▶ [What is expected] Given the listing that follows, report all lines in which the string "types" occurs.

▶ [Exercise inputs]

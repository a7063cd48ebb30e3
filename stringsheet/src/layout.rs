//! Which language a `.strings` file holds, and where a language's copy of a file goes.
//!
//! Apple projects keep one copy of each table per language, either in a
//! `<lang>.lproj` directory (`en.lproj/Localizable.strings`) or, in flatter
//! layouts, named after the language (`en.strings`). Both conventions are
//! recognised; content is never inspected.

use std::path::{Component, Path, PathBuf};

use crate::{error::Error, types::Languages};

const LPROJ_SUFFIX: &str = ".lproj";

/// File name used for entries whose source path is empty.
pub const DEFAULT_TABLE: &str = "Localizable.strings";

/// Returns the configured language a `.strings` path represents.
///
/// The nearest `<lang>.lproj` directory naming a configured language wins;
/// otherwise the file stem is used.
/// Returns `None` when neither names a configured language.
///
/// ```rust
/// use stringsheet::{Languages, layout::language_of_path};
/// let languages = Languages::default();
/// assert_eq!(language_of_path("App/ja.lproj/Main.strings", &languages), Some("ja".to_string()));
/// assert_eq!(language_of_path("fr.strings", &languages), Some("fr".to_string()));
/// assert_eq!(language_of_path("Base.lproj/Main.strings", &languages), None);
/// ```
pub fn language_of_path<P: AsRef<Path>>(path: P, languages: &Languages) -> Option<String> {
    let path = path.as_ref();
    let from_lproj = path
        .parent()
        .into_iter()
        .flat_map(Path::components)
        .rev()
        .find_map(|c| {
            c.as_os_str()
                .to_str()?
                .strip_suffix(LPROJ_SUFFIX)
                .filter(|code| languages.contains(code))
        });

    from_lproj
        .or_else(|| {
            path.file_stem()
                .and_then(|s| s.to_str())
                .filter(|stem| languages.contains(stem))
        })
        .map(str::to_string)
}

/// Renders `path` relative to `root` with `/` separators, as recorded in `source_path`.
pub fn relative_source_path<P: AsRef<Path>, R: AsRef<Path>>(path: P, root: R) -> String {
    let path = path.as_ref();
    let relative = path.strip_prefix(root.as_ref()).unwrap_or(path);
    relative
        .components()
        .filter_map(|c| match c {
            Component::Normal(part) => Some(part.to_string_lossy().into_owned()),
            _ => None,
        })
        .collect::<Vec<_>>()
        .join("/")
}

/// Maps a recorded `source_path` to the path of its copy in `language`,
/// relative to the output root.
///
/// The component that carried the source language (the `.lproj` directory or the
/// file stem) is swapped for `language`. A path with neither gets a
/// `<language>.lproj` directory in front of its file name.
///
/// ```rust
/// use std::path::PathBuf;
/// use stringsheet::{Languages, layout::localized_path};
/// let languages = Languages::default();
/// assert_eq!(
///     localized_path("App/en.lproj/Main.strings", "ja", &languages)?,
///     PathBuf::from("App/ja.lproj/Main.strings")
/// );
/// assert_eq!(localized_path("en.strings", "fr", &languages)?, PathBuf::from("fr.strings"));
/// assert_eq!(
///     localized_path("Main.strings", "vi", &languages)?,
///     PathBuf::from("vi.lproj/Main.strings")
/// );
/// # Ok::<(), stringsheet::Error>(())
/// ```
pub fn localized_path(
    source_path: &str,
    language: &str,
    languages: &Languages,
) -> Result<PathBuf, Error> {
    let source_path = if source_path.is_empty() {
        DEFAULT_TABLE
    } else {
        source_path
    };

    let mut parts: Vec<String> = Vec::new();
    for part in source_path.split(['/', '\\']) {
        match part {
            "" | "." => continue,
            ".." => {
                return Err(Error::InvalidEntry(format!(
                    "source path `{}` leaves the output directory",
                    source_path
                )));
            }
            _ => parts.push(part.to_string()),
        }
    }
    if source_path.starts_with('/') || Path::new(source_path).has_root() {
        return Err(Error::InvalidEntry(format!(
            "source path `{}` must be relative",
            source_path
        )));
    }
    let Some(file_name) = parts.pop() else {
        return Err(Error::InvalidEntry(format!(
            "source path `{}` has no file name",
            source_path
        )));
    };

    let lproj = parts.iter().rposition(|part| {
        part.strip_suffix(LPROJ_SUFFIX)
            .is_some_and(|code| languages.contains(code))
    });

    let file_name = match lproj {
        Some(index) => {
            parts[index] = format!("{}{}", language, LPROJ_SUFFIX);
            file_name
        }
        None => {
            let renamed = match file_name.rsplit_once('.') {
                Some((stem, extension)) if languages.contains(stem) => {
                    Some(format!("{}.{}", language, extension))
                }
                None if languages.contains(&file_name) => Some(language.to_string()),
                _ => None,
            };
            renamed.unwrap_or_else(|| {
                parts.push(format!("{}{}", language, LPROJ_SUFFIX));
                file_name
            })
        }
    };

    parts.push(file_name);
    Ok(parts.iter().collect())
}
* * *
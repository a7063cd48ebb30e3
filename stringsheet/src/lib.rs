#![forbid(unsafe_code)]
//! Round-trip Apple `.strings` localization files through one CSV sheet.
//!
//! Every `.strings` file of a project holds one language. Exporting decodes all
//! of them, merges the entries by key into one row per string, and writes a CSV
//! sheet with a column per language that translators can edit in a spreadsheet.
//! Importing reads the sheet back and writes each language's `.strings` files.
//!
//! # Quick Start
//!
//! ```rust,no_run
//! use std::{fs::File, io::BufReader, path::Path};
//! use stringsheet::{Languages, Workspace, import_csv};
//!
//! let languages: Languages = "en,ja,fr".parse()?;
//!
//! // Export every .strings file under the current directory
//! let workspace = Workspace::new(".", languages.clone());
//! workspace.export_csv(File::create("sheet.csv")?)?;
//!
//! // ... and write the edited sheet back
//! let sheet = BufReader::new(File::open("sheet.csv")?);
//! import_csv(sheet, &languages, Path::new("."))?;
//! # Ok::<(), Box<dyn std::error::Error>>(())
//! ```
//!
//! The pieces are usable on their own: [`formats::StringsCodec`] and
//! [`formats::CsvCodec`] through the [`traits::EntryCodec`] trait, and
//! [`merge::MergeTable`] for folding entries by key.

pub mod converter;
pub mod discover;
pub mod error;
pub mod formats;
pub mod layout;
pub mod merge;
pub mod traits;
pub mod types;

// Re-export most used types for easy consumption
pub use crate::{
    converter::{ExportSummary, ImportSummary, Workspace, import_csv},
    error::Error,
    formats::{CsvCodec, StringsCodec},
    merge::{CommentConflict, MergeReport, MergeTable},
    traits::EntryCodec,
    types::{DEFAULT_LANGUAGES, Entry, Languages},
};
...
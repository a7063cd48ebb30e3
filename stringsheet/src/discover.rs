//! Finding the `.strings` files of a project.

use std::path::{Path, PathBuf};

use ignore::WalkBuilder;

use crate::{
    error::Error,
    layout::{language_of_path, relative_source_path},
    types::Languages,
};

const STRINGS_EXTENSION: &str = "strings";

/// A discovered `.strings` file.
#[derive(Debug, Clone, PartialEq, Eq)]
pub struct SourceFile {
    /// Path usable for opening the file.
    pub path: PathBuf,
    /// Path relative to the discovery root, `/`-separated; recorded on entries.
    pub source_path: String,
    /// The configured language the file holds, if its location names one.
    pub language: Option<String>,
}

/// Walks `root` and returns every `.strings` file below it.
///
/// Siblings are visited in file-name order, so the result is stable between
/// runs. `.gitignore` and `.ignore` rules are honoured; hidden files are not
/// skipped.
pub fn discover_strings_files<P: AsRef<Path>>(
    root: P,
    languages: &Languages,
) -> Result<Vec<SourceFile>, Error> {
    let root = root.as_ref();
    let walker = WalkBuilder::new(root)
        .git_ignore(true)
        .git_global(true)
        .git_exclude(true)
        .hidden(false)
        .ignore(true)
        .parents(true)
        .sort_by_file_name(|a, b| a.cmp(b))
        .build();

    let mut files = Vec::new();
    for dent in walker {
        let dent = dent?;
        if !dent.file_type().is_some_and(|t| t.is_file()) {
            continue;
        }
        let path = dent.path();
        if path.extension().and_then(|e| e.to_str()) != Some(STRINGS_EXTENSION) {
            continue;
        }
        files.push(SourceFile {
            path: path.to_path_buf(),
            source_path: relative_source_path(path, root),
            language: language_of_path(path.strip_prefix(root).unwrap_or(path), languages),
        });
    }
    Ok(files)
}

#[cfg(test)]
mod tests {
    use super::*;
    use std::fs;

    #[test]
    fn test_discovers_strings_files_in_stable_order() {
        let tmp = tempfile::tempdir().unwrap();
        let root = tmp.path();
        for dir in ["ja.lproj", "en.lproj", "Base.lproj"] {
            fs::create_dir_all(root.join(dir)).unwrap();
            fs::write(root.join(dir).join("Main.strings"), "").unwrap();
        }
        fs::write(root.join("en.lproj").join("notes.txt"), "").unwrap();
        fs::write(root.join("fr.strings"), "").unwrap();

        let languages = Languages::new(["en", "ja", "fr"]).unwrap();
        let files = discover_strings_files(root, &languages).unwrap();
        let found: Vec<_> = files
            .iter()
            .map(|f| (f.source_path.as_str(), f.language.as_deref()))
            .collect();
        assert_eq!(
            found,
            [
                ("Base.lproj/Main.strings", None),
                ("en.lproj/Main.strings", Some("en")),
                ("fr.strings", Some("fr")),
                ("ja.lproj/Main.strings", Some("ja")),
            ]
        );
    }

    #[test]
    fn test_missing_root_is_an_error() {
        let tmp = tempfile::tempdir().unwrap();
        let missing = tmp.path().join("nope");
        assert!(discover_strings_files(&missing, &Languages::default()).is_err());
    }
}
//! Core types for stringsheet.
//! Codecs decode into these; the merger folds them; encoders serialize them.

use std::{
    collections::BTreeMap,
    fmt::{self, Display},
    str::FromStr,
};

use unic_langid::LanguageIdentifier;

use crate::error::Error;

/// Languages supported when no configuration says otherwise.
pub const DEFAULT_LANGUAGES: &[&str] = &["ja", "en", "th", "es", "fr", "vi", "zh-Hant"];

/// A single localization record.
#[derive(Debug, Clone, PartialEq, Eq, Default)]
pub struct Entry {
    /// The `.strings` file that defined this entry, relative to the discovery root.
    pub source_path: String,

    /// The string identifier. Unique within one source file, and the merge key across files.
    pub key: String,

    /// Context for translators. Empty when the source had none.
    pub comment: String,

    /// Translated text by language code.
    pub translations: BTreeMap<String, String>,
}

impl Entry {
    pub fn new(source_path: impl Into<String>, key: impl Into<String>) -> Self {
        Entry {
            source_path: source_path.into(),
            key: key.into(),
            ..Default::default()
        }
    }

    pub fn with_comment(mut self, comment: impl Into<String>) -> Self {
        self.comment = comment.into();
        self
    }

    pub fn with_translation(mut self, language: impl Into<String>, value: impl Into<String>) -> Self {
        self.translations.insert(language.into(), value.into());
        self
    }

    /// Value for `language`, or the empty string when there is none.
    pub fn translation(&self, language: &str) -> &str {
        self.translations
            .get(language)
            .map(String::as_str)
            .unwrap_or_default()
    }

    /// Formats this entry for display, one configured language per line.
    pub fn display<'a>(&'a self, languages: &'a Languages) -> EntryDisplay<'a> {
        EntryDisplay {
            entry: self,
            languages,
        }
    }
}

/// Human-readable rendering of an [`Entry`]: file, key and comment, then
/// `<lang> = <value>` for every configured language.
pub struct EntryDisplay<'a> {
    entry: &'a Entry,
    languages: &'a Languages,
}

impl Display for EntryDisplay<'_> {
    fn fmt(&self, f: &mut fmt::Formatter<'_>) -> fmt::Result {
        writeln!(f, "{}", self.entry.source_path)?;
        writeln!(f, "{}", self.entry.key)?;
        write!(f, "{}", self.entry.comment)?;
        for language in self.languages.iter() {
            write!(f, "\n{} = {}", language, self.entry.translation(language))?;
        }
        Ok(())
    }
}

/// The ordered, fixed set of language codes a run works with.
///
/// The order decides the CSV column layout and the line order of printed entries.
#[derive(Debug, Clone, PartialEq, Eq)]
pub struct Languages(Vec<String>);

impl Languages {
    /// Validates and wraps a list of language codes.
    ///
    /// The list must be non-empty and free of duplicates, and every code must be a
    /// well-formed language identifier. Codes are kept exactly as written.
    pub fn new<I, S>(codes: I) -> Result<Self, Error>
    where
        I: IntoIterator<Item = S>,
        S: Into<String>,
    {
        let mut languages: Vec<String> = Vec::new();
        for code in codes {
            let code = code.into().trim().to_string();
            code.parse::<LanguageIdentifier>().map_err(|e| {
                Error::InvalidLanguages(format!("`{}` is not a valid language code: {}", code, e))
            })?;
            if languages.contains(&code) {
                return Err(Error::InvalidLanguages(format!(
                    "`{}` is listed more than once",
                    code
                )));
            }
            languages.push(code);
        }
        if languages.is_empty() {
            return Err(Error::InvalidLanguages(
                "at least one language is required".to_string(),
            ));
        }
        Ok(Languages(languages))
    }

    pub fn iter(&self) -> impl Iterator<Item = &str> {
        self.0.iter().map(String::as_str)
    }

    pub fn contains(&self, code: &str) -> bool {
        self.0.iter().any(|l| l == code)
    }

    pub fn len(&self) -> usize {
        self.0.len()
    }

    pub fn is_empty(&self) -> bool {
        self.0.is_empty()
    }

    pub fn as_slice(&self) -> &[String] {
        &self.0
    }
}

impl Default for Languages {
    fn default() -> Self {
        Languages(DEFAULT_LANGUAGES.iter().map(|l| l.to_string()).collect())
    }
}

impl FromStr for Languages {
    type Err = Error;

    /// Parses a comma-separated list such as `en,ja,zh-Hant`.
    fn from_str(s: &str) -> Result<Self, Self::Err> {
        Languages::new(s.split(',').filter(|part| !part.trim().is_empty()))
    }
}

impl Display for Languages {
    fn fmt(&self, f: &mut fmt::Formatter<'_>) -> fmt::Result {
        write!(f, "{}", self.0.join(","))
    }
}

▶ [Answer to the problem]
use crate::{error::Error, types::Languages};
pub mod types;
// Re-export most used types for easy consumption
    types::{DEFAULT_LANGUAGES, Entry, Languages},
    types::Languages,
//! Core types for stringsheet.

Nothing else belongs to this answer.